● **Task prompt**: Repeat every record exactly as given.

BEGIN Data to use

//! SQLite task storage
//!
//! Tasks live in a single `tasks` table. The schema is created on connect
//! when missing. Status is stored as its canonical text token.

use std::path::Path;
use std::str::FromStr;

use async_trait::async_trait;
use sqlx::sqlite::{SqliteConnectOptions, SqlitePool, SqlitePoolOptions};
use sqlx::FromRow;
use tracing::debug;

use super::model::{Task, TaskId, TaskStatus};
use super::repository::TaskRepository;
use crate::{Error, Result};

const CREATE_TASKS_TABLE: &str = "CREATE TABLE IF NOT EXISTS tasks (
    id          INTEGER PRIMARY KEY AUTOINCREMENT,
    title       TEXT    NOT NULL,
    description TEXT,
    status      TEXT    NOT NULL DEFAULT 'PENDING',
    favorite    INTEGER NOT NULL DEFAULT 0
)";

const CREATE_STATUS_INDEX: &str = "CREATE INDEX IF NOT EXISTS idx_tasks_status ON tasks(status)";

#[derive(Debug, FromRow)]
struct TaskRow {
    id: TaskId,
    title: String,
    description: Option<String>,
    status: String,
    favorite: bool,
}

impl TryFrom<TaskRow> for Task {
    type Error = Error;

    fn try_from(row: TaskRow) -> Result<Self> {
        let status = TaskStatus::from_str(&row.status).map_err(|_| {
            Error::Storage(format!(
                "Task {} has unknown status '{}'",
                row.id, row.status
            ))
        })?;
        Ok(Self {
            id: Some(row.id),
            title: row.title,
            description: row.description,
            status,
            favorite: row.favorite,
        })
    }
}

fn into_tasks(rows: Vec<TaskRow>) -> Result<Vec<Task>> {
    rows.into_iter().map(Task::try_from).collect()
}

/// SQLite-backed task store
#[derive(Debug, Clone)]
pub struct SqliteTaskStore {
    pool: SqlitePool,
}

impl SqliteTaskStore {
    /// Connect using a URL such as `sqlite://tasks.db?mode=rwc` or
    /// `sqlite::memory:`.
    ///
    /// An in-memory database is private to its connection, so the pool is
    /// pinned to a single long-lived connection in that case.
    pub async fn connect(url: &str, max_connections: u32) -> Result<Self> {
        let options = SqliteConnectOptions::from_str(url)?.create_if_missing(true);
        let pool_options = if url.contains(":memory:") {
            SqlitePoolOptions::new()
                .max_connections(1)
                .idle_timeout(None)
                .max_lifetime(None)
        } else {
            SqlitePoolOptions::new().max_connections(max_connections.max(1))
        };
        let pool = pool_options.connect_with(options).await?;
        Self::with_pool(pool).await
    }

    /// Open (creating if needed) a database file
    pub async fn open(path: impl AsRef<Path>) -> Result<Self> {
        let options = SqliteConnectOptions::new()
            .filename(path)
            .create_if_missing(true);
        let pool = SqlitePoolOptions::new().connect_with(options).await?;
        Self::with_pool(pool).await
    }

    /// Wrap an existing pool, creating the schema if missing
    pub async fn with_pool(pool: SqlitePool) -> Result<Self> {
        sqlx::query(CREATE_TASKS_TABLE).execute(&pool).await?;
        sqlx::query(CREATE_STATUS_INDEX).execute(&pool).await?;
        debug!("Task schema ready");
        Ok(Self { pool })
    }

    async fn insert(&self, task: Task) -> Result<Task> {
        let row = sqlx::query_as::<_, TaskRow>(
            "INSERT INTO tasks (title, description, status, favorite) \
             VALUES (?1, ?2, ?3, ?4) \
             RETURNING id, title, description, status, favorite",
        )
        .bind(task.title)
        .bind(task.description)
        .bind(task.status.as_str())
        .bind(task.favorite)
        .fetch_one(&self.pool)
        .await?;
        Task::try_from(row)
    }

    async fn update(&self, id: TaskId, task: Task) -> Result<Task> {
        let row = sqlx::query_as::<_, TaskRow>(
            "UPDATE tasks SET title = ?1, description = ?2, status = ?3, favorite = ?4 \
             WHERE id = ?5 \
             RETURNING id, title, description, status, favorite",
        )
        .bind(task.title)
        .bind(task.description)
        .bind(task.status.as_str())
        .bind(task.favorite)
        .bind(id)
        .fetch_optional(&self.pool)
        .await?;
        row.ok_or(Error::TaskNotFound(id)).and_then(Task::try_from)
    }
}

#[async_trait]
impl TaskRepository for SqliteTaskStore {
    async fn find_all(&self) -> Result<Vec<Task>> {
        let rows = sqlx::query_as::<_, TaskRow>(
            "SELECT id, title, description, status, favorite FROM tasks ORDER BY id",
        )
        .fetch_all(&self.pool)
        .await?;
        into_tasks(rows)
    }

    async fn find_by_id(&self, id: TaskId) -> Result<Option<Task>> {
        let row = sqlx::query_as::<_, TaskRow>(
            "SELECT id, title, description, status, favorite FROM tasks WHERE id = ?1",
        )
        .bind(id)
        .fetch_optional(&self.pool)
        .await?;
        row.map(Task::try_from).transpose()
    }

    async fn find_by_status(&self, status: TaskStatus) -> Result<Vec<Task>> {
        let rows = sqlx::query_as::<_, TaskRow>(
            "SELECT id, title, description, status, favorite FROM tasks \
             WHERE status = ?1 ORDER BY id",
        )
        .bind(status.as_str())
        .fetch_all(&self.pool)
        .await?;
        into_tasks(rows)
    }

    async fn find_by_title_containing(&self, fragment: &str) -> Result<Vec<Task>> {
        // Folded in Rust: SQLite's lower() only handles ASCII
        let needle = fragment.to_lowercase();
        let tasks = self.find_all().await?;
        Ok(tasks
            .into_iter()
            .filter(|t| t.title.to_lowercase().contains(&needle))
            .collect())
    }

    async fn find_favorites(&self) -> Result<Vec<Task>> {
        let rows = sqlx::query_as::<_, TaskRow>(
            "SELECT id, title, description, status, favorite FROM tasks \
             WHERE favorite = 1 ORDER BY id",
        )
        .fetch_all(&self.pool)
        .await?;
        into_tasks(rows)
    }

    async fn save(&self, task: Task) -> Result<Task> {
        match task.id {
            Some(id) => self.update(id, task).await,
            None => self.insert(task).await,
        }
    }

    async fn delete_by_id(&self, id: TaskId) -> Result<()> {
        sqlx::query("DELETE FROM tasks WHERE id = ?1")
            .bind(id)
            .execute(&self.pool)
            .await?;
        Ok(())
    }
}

END Data to use

● **Completed task**:
//! SQLite task storage
//!
//! Tasks live in a single `tasks` table. The schema is created on connect
//! when missing. Status is stored as its canonical text token.

use std::path::Path;
use std::str::FromStr;

use async_trait::async_trait;
use sqlx::sqlite::{SqliteConnectOptions, SqlitePool, SqlitePoolOptions};
use sqlx::FromRow;
use tracing::debug;

use super::model::{Task, TaskId, TaskStatus};
use super::repository::TaskRepository;
use crate::{Error, Result};

const CREATE_TASKS_TABLE: &str = "CREATE TABLE IF NOT EXISTS tasks (
    id          INTEGER PRIMARY KEY AUTOINCREMENT,
    title       TEXT    NOT NULL,
    description TEXT,
    status      TEXT    NOT NULL DEFAULT 'PENDING',
    favorite    INTEGER NOT NULL DEFAULT 0
)";

const CREATE_STATUS_INDEX: &str = "CREATE INDEX IF NOT EXISTS idx_tasks_status ON tasks(status)";

#[derive(Debug, FromRow)]
struct TaskRow {
    id: TaskId,
    title: String,
    description: Option<String>,
    status: String,
    favorite: bool,
}

impl TryFrom<TaskRow> for Task {
    type Error = Error;

    fn try_from(row: TaskRow) -> Result<Self> {
        let status = TaskStatus::from_str(&row.status).map_err(|_| {
            Error::Storage(format!(
                "Task {} has unknown status '{}'",
                row.id, row.status
            ))
        })?;
        Ok(Self {
            id: Some(row.id),
            title: row.title,
            description: row.description,
            status,
            favorite: row.favorite,
        })
    }
}

fn into_tasks(rows: Vec<TaskRow>) -> Result<Vec<Task>> {
    rows.into_iter().map(Task::try_from).collect()
}

/// SQLite-backed task store
#[derive(Debug, Clone)]
pub struct SqliteTaskStore {
    pool: SqlitePool,
}

impl SqliteTaskStore {
    /// Connect using a URL such as `sqlite://tasks.db?mode=rwc` or
    /// `sqlite::memory:`.
    ///
    /// An in-memory database is private to its connection, so the pool is
    /// pinned to a single long-lived connection in that case.
    pub async fn connect(url: &str, max_connections: u32) -> Result<Self> {
        let options = SqliteConnectOptions::from_str(url)?.create_if_missing(true);
        let pool_options = if url.contains(":memory:") {
            SqlitePoolOptions::new()
                .max_connections(1)
                .idle_timeout(None)
                .max_lifetime(None)
        } else {
            SqlitePoolOptions::new().max_connections(max_connections.max(1))
        };
        let pool = pool_options.connect_with(options).await?;
        Self::with_pool(pool).await
    }

    /// Open (creating if needed) a database file
    pub async fn open(path: impl AsRef<Path>) -> Result<Self> {
        let options = SqliteConnectOptions::new()
            .filename(path)
            .create_if_missing(true);
        let pool = SqlitePoolOptions::new().connect_with(options).await?;
        Self::with_pool(pool).await
    }

    /// Wrap an existing pool, creating the schema if missing
    pub async fn with_pool(pool: SqlitePool) -> Result<Self> {
        sqlx::query(CREATE_TASKS_TABLE).execute(&pool).await?;
        sqlx::query(CREATE_STATUS_INDEX).execute(&pool).await?;
        debug!("Task schema ready");
        Ok(Self { pool })
    }

    async fn insert(&self, task: Task) -> Result<Task> {
        let row = sqlx::query_as::<_, TaskRow>(
            "INSERT INTO tasks (title, description, status, favorite) \
             VALUES (?1, ?2, ?3, ?4) \
             RETURNING id, title, description, status, favorite",
        )
        .bind(task.title)
        .bind(task.description)
        .bind(task.status.as_str())
        .bind(task.favorite)
        .fetch_one(&self.pool)
        .await?;
        Task::try_from(row)
    }

    async fn update(&self, id: TaskId, task: Task) -> Result<Task> {
        let row = sqlx::query_as::<_, TaskRow>(
            "UPDATE tasks SET title = ?1, description = ?2, status = ?3, favorite = ?4 \
             WHERE id = ?5 \
             RETURNING id, title, description, status, favorite",
        )
        .bind(task.title)
        .bind(task.description)
        .bind(task.status.as_str())
        .bind(task.favorite)
        .bind(id)
        .fetch_optional(&self.pool)
        .await?;
        row.ok_or(Error::TaskNotFound(id)).and_then(Task::try_from)
    }
}

#[async_trait]
impl TaskRepository for SqliteTaskStore {
    async fn find_all(&self) -> Result<Vec<Task>> {
        let rows = sqlx::query_as::<_, TaskRow>(
            "SELECT id, title, description, status, favorite FROM tasks ORDER BY id",
        )
        .fetch_all(&self.pool)
        .await?;
        into_tasks(rows)
    }

    async fn find_by_id(&self, id: TaskId) -> Result<Option<Task>> {
        let row = sqlx::query_as::<_, TaskRow>(
            "SELECT id, title, description, status, favorite FROM tasks WHERE id = ?1",
        )
        .bind(id)
        .fetch_optional(&self.pool)
        .await?;
        row.map(Task::try_from).transpose()
    }

    async fn find_by_status(&self, status: TaskStatus) -> Result<Vec<Task>> {
        let rows = sqlx::query_as::<_, TaskRow>(
            "SELECT id, title, description, status, favorite FROM tasks \
             WHERE status = ?1 ORDER BY id",
        )
        .bind(status.as_str())
        .fetch_all(&self.pool)
        .await?;
        into_tasks(rows)
    }

    async fn find_by_title_containing(&self, fragment: &str) -> Result<Vec<Task>> {
        // Folded in Rust: SQLite's lower() only handles ASCII
        let needle = fragment.to_lowercase();
        let tasks = self.find_all().await?;
        Ok(tasks
            .into_iter()
            .filter(|t| t.title.to_lowercase().contains(&needle))
            .collect())
    }

    async fn find_favorites(&self) -> Result<Vec<Task>> {
        let rows = sqlx::query_as::<_, TaskRow>(
            "SELECT id, title, description, status, favorite FROM tasks \
             WHERE favorite = 1 ORDER BY id",
        )
        .fetch_all(&self.pool)
        .await?;
        into_tasks(rows)
    }

    async fn save(&self, task: Task) -> Result<Task> {
        match task.id {
            Some(id) => self.update(id, task).await,
            None => self.insert(task).await,
        }
    }

    async fn delete_by_id(&self, id: TaskId) -> Result<()> {
        sqlx::query("DELETE FROM tasks WHERE id = ?1")
            .bind(id)
            .execute(&self.pool)
            .await?;
        Ok(())
    }
}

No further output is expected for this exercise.